The fire had started at our neighbours’, and then to our building. After hours of fighting a fire that ended up consuming three houses, they finally had to bulldoze the building to the ground. I lost everything.
In many ways I was lucky: I had a place to stay, I had a couple days’ worth of clothes as well as my laptop and charger from spending the weekdays at Alyssa’s. The university gave me a quick emergency grant and so I was able to buy some more clothing and replace the school books I had lost.
I had tenant insurance which helped me get a new apartment. In the meantime I had to make an inventory of everything that I had lost along with its approximate value.
Imagine that for a moment; losing everything. Imagine all the sentimental items you have, the photographs, your favourite book. There are things that can never be replaced that are gone forever. Just a few months earlier, my parents had taken the family to Poland to celebrate their 25 wedding anniversary. While there my aunt, who is an artist, gave me one of her paintings. I dragged it with us across Europe and back home. It hung on my wall for such a short time before it was lost forever. On the same trip my parents showed that they were becoming more accepting of my career as a writer by giving me a quill set. I had never even had the chance to use them.
I lost books that I had had autographed by favourite authors. Each of those had a story that went with it, like how I got to see Margaret Atwood talk about starting the Writer’s Union on someone’s front lawn. She said such nice things to me when we spoke and she signed my book. Or like Charles De Lint, who when my ex told him that I was a big fan brought a signed copy of his limited edition Yellow Dog. Those are keepsakes that cannot easily be replaced.
My yearbooks were all lost, as were the various awards I had won. Gone was the biology prize. Gone the various debating awards.
How do you put a price on all this?
In other ways however, I wasn’t lucky. Because of health related concerns and bureaucracy, I knew that in the next several months I would have to stop accepting aid for my parents. I had to save the majority of the check that eventually came in to pay for tuition for the next year. One doesn’t realize how much the various possession we accumulate over time add up until you suddenly have to replace them all at once. For years afterwards, even to this day, I have found myself missing some item, some tool, which I had had previously and been unable to replace.
A loss such as that, followed by years of poverty, can mean difficulty for a long time. Most of our furniture we found on dorm move out day, when people tossed the things they couldn’t bring with them. I don’t have a lot of clothing, and most of what I do have comes from Value Village.

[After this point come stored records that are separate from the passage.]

use crate::data_field::DataField;
use crate::reader::BitReader;
use crate::unsigned::UnsignedInt;
use crate::writer::BitWriter;

/// A single unsigned value occupying `WIDTH_BITS` bits on the wire.
///
/// The semantic value is the low `WIDTH_BITS` bits of the carrier `T`;
/// setters mask, so a stored value never exceeds the field width. Endianness
/// is part of the type: the default transmits the value MSB-first, while
/// `LITTLE_ENDIAN = true` reverses whole-byte order (and is only legal for
/// octet-multiple widths).
///
/// Ill-shaped fields (zero width, width wider than the carrier, sub-byte
/// little-endian) fail to compile when first used.
#[derive(Copy, Clone, Debug, Default, PartialEq, Eq)]
pub struct Field<T: UnsignedInt, const WIDTH_BITS: usize, const LITTLE_ENDIAN: bool = false> {
    value: T,
}

impl<T: UnsignedInt, const WIDTH_BITS: usize, const LITTLE_ENDIAN: bool>
    Field<T, WIDTH_BITS, LITTLE_ENDIAN>
{
    const SHAPE_OK: () = assert!(
        WIDTH_BITS >= 1
            && WIDTH_BITS <= T::BITS
            && (!LITTLE_ENDIAN || WIDTH_BITS % 8 == 0),
        "field width must be 1..=carrier bits, and little-endian fields whole octets"
    );

    /// Mask selecting the low `WIDTH_BITS` bits of the carrier.
    pub const MASK: u64 = if WIDTH_BITS >= 64 { u64::MAX } else { (1u64 << WIDTH_BITS) - 1 };

    /// Creates a field holding `value`, masked to the field width.
    pub fn new(value: T) -> Self {
        let _ = Self::SHAPE_OK;
        Self { value: T::from_bits(value.to_bits() & Self::MASK) }
    }

    /// Returns the stored value.
    pub fn value(&self) -> T {
        self.value
    }

    /// Stores `value`, masked to the field width.
    pub fn set_value(&mut self, value: T) {
        self.value = T::from_bits(value.to_bits() & Self::MASK);
    }

    /// Reads bit `n` of the value (bit 0 is the LSB). Out-of-range bits read
    /// as false.
    pub fn bit(&self, n: usize) -> bool {
        n < WIDTH_BITS && (self.value.to_bits() >> n) & 1 == 1
    }

    /// Writes bit `n` of the value (bit 0 is the LSB). Out-of-range writes
    /// are ignored.
    pub fn set_bit(&mut self, n: usize, bit: bool) {
        if n >= WIDTH_BITS {
            return;
        }
        let bits = self.value.to_bits();
        let bits = if bit { bits | (1 << n) } else { bits & !(1 << n) };
        self.value = T::from_bits(bits);
    }

    /// Adds one to the value, wrapping modulo `2^WIDTH_BITS`.
    pub fn increment(&mut self) {
        self.value = T::from_bits(self.value.to_bits().wrapping_add(1) & Self::MASK);
    }

    /// Subtracts one from the value, wrapping modulo `2^WIDTH_BITS`.
    pub fn decrement(&mut self) {
        self.value = T::from_bits(self.value.to_bits().wrapping_sub(1) & Self::MASK);
    }
}

impl<T: UnsignedInt, const WIDTH_BITS: usize, const LITTLE_ENDIAN: bool> DataField
    for Field<T, WIDTH_BITS, LITTLE_ENDIAN>
{
    const WIDTH_BITS: usize = WIDTH_BITS;

    fn serialize(&self, out: &mut BitWriter<'_>) {
        let _ = Self::SHAPE_OK;
        out.put(self.value, WIDTH_BITS, LITTLE_ENDIAN);
    }

    fn deserialize(&mut self, input: &mut BitReader<'_>) {
        let _ = Self::SHAPE_OK;
        input.get(&mut self.value, WIDTH_BITS, LITTLE_ENDIAN);
    }
}

/// A one-bit field with boolean accessors.
pub type Flag = Field<u8, 1>;

impl Flag {
    /// Returns whether the flag is raised.
    pub fn is_set(&self) -> bool {
        self.bit(0)
    }

    /// Raises the flag.
    pub fn set(&mut self) {
        self.set_bit(0, true);
    }

    /// Clears the flag.
    pub fn reset(&mut self) {
        self.set_bit(0, false);
    }
}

The loss of my home sent me into a reawakening of my Crohn’s flares. Instead of getting better like I had been previously, I started getting worse again. I spiralled into depression which took me a long time to figure out. I absorbed the shock of the loss and became instantly numb, except that as time passed I couldn’t quite get feeling back. Numbness becomes oppressive after a while. You yearn desperately to feel again, but you almost can’t remember how. You laugh, but you don’t really feel joy. Tears fall from your eyes and you cannot stop them, but you don’t understand, because you don’t feel sad.
I wonder sometimes if I had been there, if I had seen with my own eyes, if it would have bestowed some form of closure, some acceptance of what happened. Even years later it sometimes feels like I just picked up and left everything. The fire ended up on Youtube, but it is still not the same. It is hard to believe that everything is just gone like that, and even four years later it doesn’t seem entirely real. I don’t know that I ever really grieved. There was never any time. There was always something more pressing. Maybe this is me grieving. And maybe someday I will be able to rise from the ashes, reborn.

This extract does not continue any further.